## The data
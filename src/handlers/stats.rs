// src/handlers/stats.rs

use axum::{
    extract::{Query, State},
    http::StatusCode,
    response::IntoResponse,
    Json,
};
use chrono::{DateTime, Utc};
use serde::Deserialize;

use crate::{
    common::error::AppError,
    config::AppState,
    models::stats::{GeneralStatistics, LastActivities, Period},
};

#[derive(Debug, Deserialize)]
#[serde(rename_all = "camelCase")]
pub struct StatisticsParams {
    pub period: Option<Period>,
    pub date_start: Option<DateTime<Utc>>,
}

#[derive(Debug, Deserialize)]
pub struct LastActivitiesParams {
    pub limit: Option<i64>,
}

// GET /general-statistics?period=&dateStart=
#[utoipa::path(
    get,
    path = "/general-statistics",
    tag = "Statistics",
    params(
        ("period" = Option<Period>, Query, description = "Janela: day, week, month ou year (padrão month)"),
        ("dateStart" = Option<String>, Query, description = "Âncora da janela (padrão agora, ISO-8601)")
    ),
    responses((status = 200, description = "Agregados do painel", body = GeneralStatistics))
)]
pub async fn general_statistics(
    State(app_state): State<AppState>,
    Query(params): Query<StatisticsParams>,
) -> Result<impl IntoResponse, AppError> {
    let period = params.period.unwrap_or(Period::Month);
    let date_start = params.date_start.unwrap_or_else(Utc::now);

    let stats = app_state
        .stats_service
        .general_statistics(period, date_start)
        .await?;

    Ok((StatusCode::OK, Json(stats)))
}

// GET /last-activities?limit=
#[utoipa::path(
    get,
    path = "/last-activities",
    tag = "Statistics",
    params(("limit" = Option<i64>, Query, description = "Máximo por trilha (padrão 20)")),
    responses((status = 200, description = "Atividades recentes", body = LastActivities))
)]
pub async fn last_activities(
    State(app_state): State<AppState>,
    Query(params): Query<LastActivitiesParams>,
) -> Result<impl IntoResponse, AppError> {
    let limit = params.limit.unwrap_or(20).clamp(1, 100);

    let activities = app_state.stats_service.last_activities(limit).await?;

    Ok((StatusCode::OK, Json(activities)))
}
pub mod clients_repo;
pub use clients_repo::ClientRepository;
pub mod structure_repo;
pub use structure_repo::StructureRepository;
pub mod licences_repo;
pub use licences_repo::LicenceRepository;
pub mod stats_repo;
pub use stats_repo::StatsRepository;
pub mod notifications_repo;
pub use notifications_repo::NotificationRepository;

## Work required
The whole listing above is to be output exactly.

## Task result
filename src/handlers/stats.rs
// src/handlers/stats.rs

use axum::{
    extract::{Query, State},
    http::StatusCode,
    response::IntoResponse,
    Json,
};
use chrono::{DateTime, Utc};
use serde::Deserialize;

use crate::{
    common::error::AppError,
    config::AppState,
    models::stats::{GeneralStatistics, LastActivities, Period},
};

#[derive(Debug, Deserialize)]
#[serde(rename_all = "camelCase")]
pub struct StatisticsParams {
    pub period: Option<Period>,
    pub date_start: Option<DateTime<Utc>>,
}

#[derive(Debug, Deserialize)]
pub struct LastActivitiesParams {
    pub limit: Option<i64>,
}

// GET /general-statistics?period=&dateStart=
#[utoipa::path(
    get,
    path = "/general-statistics",
    tag = "Statistics",
    params(
        ("period" = Option<Period>, Query, description = "Janela: day, week, month ou year (padrão month)"),
        ("dateStart" = Option<String>, Query, description = "Âncora da janela (padrão agora, ISO-8601)")
    ),
    responses((status = 200, description = "Agregados do painel", body = GeneralStatistics))
)]
pub async fn general_statistics(
    State(app_state): State<AppState>,
    Query(params): Query<StatisticsParams>,
) -> Result<impl IntoResponse, AppError> {
    let period = params.period.unwrap_or(Period::Month);
    let date_start = params.date_start.unwrap_or_else(Utc::now);

    let stats = app_state
        .stats_service
        .general_statistics(period, date_start)
        .await?;

    Ok((StatusCode::OK, Json(stats)))
}

// GET /last-activities?limit=
#[utoipa::path(
    get,
    path = "/last-activities",
    tag = "Statistics",
    params(("limit" = Option<i64>, Query, description = "Máximo por trilha (padrão 20)")),
    responses((status = 200, description = "Atividades recentes", body = LastActivities))
)]
pub async fn last_activities(
    State(app_state): State<AppState>,
    Query(params): Query<LastActivitiesParams>,
) -> Result<impl IntoResponse, AppError> {
    let limit = params.limit.unwrap_or(20).clamp(1, 100);

    let activities = app_state.stats_service.last_activities(limit).await?;

    Ok((StatusCode::OK, Json(activities)))
}
pub mod clients_repo;
pub use clients_repo::ClientRepository;
pub mod structure_repo;
pub use structure_repo::StructureRepository;
pub mod licences_repo;
pub use licences_repo::LicenceRepository;
pub mod stats_repo;
pub use stats_repo::StatsRepository;
pub mod notifications_repo;
pub use notifications_repo::NotificationRepository;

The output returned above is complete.